In der Ökonomie beschreibt Disruption einen alltäglichen Vorgang: Innovationen lösen alte Technologien ab. Und im Politischen? Lassen wir uns nichts vormachen.

Eine Kolumne von Mark Schieritz

Ich habe vor ein paar Wochen Die Welt von Gestern gelesen, autobiografische Erinnerungen, in denen der Autor Stefan Zweig den Untergang des alten Europas und den Aufstieg des Faschismus beschreibt. Aus dem amerikanischen Exil – er nahm sich 1942 das Leben – blickt Zweig auf das späte 19. und das frühe 20. Jahrhundert zurück, eine Epoche, die er als Zeitalter der Sicherheit und des Fortschritts beschreibt. Oder wie er es selbst formuliert:

"Ein Aufschwung begann, der in allen Ländern unseres Europas fast gleichmäßig zu fühlen war. Die Städte wurden schöner und volkreicher von Jahr zu Jahr. Man spürte es an allen Dingen, wie der Reichtum wuchs und wie er sich verbreitete. Überall ging es vorwärts.
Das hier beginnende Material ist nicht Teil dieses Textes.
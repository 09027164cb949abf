//! Keeps a second server process from writing the same data file.

use anyhow::{Context, Result};
use fs2::FileExt;
use std::fs::{self, File};
use std::path::{Path, PathBuf};

/// A lock guard that releases the lock when dropped
pub struct LockGuard {
    _file: File,
}

/// `events.json` is guarded by `events.json.lock` next to it
pub fn lock_path(data_file: &Path) -> PathBuf {
    let mut name = data_file
        .file_name()
        .map(|n| n.to_os_string())
        .unwrap_or_else(|| "events".into());
    name.push(".lock");
    data_file.with_file_name(name)
}

/// Acquire an exclusive lock on the data file, failing if another instance holds it
pub fn acquire_lock(data_file: &Path) -> Result<LockGuard> {
    let path = lock_path(data_file);

    if let Some(dir) = path.parent().filter(|d| !d.as_os_str().is_empty()) {
        fs::create_dir_all(dir)
            .with_context(|| format!("Failed to create directory {}", dir.display()))?;
    }

    let file = File::create(&path).context("Failed to create lock file")?;

    file.try_lock_exclusive().map_err(|_| {
        anyhow::anyhow!(
            "Another agenda-server instance is already using {}.\n\
            If you believe this is an error, remove: {}",
            data_file.display(),
            path.display()
        )
    })?;

    Ok(LockGuard { _file: file })
}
Aber nicht nur die Städte, auch die Menschen selbst wurden schöner und gesünder dank des Sports, der besseren Ernährung, der verkürzten Arbeitszeit und der innigeren Bindung an die Natur."

Zweigs Beschreibung hat eine fast unheimliche Aktualität. Denn die aktuell verbreitete Niedergangsrhetorik wird – zumindest aus einer globalen Perspektive der Realität – der Gegenwart nicht gerecht. Die Lebenserwartung ist in den vergangenen Jahren fast überall auf der Welt gestiegen, vor allem in den Ländern Afrikas. Der Anteil der Menschen in absoluter Armut sinkt. Das Bildungsniveau steigt, die weltweite Wirtschaftsleistung ebenfalls. Die weltweite Arbeitslosenquote hat den niedrigsten Stand seit Beginn der Erhebung erreicht. Deutschland steckt wirtschaftlich in der Krise, aber auch diese Krise wird irgendwann vorbei sein – immerhin ist es gelungen, das Land innerhalb weniger Monate von der Abhängigkeit von russischem Gas zu befreien. Die letzten Jahrzehnte waren Jahrzehnte des Fortschritts.

Wenn der ehemalige britische Premierminister Tony Blair also in der ZEIT sagt, das System "funktioniere" nicht, weshalb es einer Disruption bedürfe, dann ist die Frage, was er damit eigentlich meint. Für einen sehr großen Teil der Menschheit funktioniert das System sehr gut. Damit ist nicht gemeint, dass sich nichts ändern muss. Die soziale Ungleichheit ist vor allem in den angelsächsischen Ländern sehr hoch und die Bürokratie lähmt vielerorts die private Initiative. Aber um dieses Problem zu lösen, braucht es keine Disruption, es reichen eine andere Steuerpolitik und ein Abbau von überflüssigen Regulierungen.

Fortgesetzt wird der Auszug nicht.